ConvNext Runs 28X Faster Than Fallback

Graph compiler enables rapid support for emerging AI models.

popularity

Two months ago in our blog we highlighted the fallacy of using a conventional NPU accelerator paired with a DSP or CPU for “fallback” operations. (Fallback Fails Spectacularly, May 2024). In that blog we calculated what the expected performance would be for a system with a DSP needing to perform the new operations found in one of today’s leading new ML networks – ConvNext. The result was dismal – less than one inference per second trying to run the ConvNext backbone if the novel Operators – GeLu and LayerNorm – are not present in the hardwired NPU accelerator and instead those Ops ran on the largest and most powerful DSP core on the market today.

On July 16, Quadric unveiled its first implementations of ConvNext networks. Compared to the DSP-NPU Fallback performance, Quadric’s Chimera QC Ultra GPNPU is 28 times faster (28,000%!) than the DSP+NPU combo for the same large input image size: 1600 x 928. Not a toy network, but a real useful image size. And Quadric has posted results for not just one but three different variants of the ConvNext: both Tiny and Small variants, and with input image sizes at 640×640, 800×800, 928×1600. The results are all available for inspection online inside the Quadric Developers’ Studio.

Compiled code, not hand-crafted

Why did we deliver three different variants of ConvNext all at one time? And why were those three variants added to the online DevStudio environment at the same time as more than 50 other new network examples a mere 3 months (July 2024) after our previous release (April)? Is it because Quadric has an army of super-productive data scientists and low-level software coders who sat chained to their computers 24 hours a day, 7 days a week in a forced labor camp while being fed a steady diet of candy bars and energy drinks? Or did the sudden burst of hundreds of new networks happen because of major new feature improvements in our Chimera Graph Compiler (CGC)? Turns out that it is far more productive – and ethical – for us to build graph compilation technology rather than violate labor laws.

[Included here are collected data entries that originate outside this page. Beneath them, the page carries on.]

//! coffee-web: a small coffee order tracker.
//!
//! The server (`ssr` feature) renders pages and htmx fragments with Leptos
//! and stores products and orders in SQLite. The client (`hydrate` feature)
//! is a wasm module that wires the product-edit popup and button focus
//! handling into the server-rendered page.

pub mod popup;
pub mod price;

#[cfg(feature = "ssr")]
pub mod app;
#[cfg(feature = "ssr")]
pub mod components;
#[cfg(feature = "ssr")]
pub mod config;
#[cfg(feature = "ssr")]
pub mod db;
#[cfg(feature = "ssr")]
pub mod export;
#[cfg(feature = "ssr")]
pub mod routes;

/// Wasm entry point: installs the popup bindings once the module loads.
#[cfg(feature = "hydrate")]
#[wasm_bindgen::prelude::wasm_bindgen(start)]
pub fn hydrate() -> Result<(), wasm_bindgen::JsValue> {
    console_error_panic_hook::set_once();
    popup::web::install()
}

This latest version of the CGC compiler fully handles all the graph operators found in ConvNext, meaning that we are able to take model sources directly from the model repo on the web and automatically compile the source model to target our Chimera GPNPU. In the case of ConvNext, that was a repo on GitHub from OpenMMLab with a source Pytorch model. Login to DevStudio to see the links and sources yourself! Not hand-crafted. No operator swapping. No time-consuming surgical alteration of the models. Just a world-class compilation stack targeting a fully-programmable GPNPU that can run any machine learning model.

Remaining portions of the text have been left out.